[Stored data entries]
##############################
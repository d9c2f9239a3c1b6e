//! Rotary knob input mapping. The dial sweeps 270 degrees, from -135 at the
//! minimum stop to +135 at the maximum, with 0 pointing straight up.

const SWEEP_DEG: f64 = 270.0;
const MIN_STOP_DEG: f64 = -135.0;
/// Overshoot past either stop, as a fraction of the unit range, that still
/// snaps to the stop instead of falling outside.
const SNAP_OVERSHOOT: f64 = 0.2;

/// Dial angle from 12 o'clock, clockwise positive, for a pointer offset from
/// the knob center. `dx`/`dy` are in screen coordinates (y grows downward).
pub fn pointer_angle(dx: f64, dy: f64) -> f64 {
    dx.atan2(-dy).to_degrees()
}

/// Maps a pointer offset to the knob value in [0, 1].
pub fn value_from_pointer(dx: f64, dy: f64) -> f64 {
    let angle = pointer_angle(dx, dy);
    let mut raw = (angle - MIN_STOP_DEG) / SWEEP_DEG;

    if raw < 0.0 && raw > -SNAP_OVERSHOOT {
        raw = 0.0;
    }
    if raw > 1.0 && raw < 1.0 + SNAP_OVERSHOOT {
        raw = 1.0;
    }

    raw.clamp(0.0, 1.0)
}

/// Visual rotation of the dial for a given value.
pub fn rotation_for(value: f64) -> f64 {
    MIN_STOP_DEG + value * SWEEP_DEG
}

#[cfg(test)]
mod tests {
    use super::*;

    fn pointer_at(dial_deg: f64) -> (f64, f64) {
        let rad = dial_deg.to_radians();
        // Unit offset at the given dial angle: up is (0, -1) on screen.
        (rad.sin(), -rad.cos())
    }

    #[test]
    fn extremes_map_to_documented_rotations() {
        let (dx, dy) = pointer_at(-135.0);
        assert!(value_from_pointer(dx, dy).abs() < 1e-9);
        let (dx, dy) = pointer_at(135.0);
        assert!((value_from_pointer(dx, dy) - 1.0).abs() < 1e-9);

        assert_eq!(rotation_for(0.0), -135.0);
        assert_eq!(rotation_for(1.0), 135.0);
        assert_eq!(rotation_for(0.5), 0.0);
    }

    #[test]
    fn value_is_monotonic_through_the_sweep() {
        let mut last = -1.0;
        let mut deg = -135.0;
        while deg <= 135.0 {
            let (dx, dy) = pointer_at(deg);
            let v = value_from_pointer(dx, dy);
            assert!(v >= last, "regressed at {deg} deg: {v} < {last}");
            last = v;
            deg += 1.0;
        }
    }

    #[test]
    fn small_overshoot_snaps_to_the_stops() {
        let (dx, dy) = pointer_at(-160.0); // just past the minimum stop
        assert_eq!(value_from_pointer(dx, dy), 0.0);
        let (dx, dy) = pointer_at(160.0); // just past the maximum stop
        assert_eq!(value_from_pointer(dx, dy), 1.0);
    }

    #[test]
    fn dead_zone_is_clamped_to_the_unit_range() {
        // Straight down, the middle of the unreachable arc.
        let v = value_from_pointer(0.0, 1.0);
        assert!((0.0..=1.0).contains(&v));
    }

    #[test]
    fn full_circle_never_leaves_the_unit_range() {
        for step in 0..720 {
            let deg = f64::from(step) * 0.5 - 180.0;
            let (dx, dy) = pointer_at(deg);
            let v = value_from_pointer(dx, dy);
            assert!((0.0..=1.0).contains(&v), "out of range at {deg} deg");
        }
    }
}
##############################
Aim of the task: The records above are to be restated word for word.

Reply to the task:
repository d9c2f9239a3c1b6e
//! Rotary knob input mapping. The dial sweeps 270 degrees, from -135 at the
//! minimum stop to +135 at the maximum, with 0 pointing straight up.

const SWEEP_DEG: f64 = 270.0;
const MIN_STOP_DEG: f64 = -135.0;
/// Overshoot past either stop, as a fraction of the unit range, that still
/// snaps to the stop instead of falling outside.
const SNAP_OVERSHOOT: f64 = 0.2;

/// Dial angle from 12 o'clock, clockwise positive, for a pointer offset from
/// the knob center. `dx`/`dy` are in screen coordinates (y grows downward).
pub fn pointer_angle(dx: f64, dy: f64) -> f64 {
    dx.atan2(-dy).to_degrees()
}

/// Maps a pointer offset to the knob value in [0, 1].
pub fn value_from_pointer(dx: f64, dy: f64) -> f64 {
    let angle = pointer_angle(dx, dy);
    let mut raw = (angle - MIN_STOP_DEG) / SWEEP_DEG;

    if raw < 0.0 && raw > -SNAP_OVERSHOOT {
        raw = 0.0;
    }
    if raw > 1.0 && raw < 1.0 + SNAP_OVERSHOOT {
        raw = 1.0;
    }

    raw.clamp(0.0, 1.0)
}

/// Visual rotation of the dial for a given value.
pub fn rotation_for(value: f64) -> f64 {
    MIN_STOP_DEG + value * SWEEP_DEG
}

#[cfg(test)]
mod tests {
    use super::*;

    fn pointer_at(dial_deg: f64) -> (f64, f64) {
        let rad = dial_deg.to_radians();
        // Unit offset at the given dial angle: up is (0, -1) on screen.
        (rad.sin(), -rad.cos())
    }

    #[test]
    fn extremes_map_to_documented_rotations() {
        let (dx, dy) = pointer_at(-135.0);
        assert!(value_from_pointer(dx, dy).abs() < 1e-9);
        let (dx, dy) = pointer_at(135.0);
        assert!((value_from_pointer(dx, dy) - 1.0).abs() < 1e-9);

        assert_eq!(rotation_for(0.0), -135.0);
        assert_eq!(rotation_for(1.0), 135.0);
        assert_eq!(rotation_for(0.5), 0.0);
    }

    #[test]
    fn value_is_monotonic_through_the_sweep() {
        let mut last = -1.0;
        let mut deg = -135.0;
        while deg <= 135.0 {
            let (dx, dy) = pointer_at(deg);
            let v = value_from_pointer(dx, dy);
            assert!(v >= last, "regressed at {deg} deg: {v} < {last}");
            last = v;
            deg += 1.0;
        }
    }

    #[test]
    fn small_overshoot_snaps_to_the_stops() {
        let (dx, dy) = pointer_at(-160.0); // just past the minimum stop
        assert_eq!(value_from_pointer(dx, dy), 0.0);
        let (dx, dy) = pointer_at(160.0); // just past the maximum stop
        assert_eq!(value_from_pointer(dx, dy), 1.0);
    }

    #[test]
    fn dead_zone_is_clamped_to_the_unit_range() {
        // Straight down, the middle of the unreachable arc.
        let v = value_from_pointer(0.0, 1.0);
        assert!((0.0..=1.0).contains(&v));
    }

    #[test]
    fn full_circle_never_leaves_the_unit_range() {
        for step in 0..720 {
            let deg = f64::from(step) * 0.5 - 180.0;
            let (dx, dy) = pointer_at(deg);
            let v = value_from_pointer(dx, dy);
            assert!((0.0..=1.0).contains(&v), "out of range at {deg} deg");
        }
    }
}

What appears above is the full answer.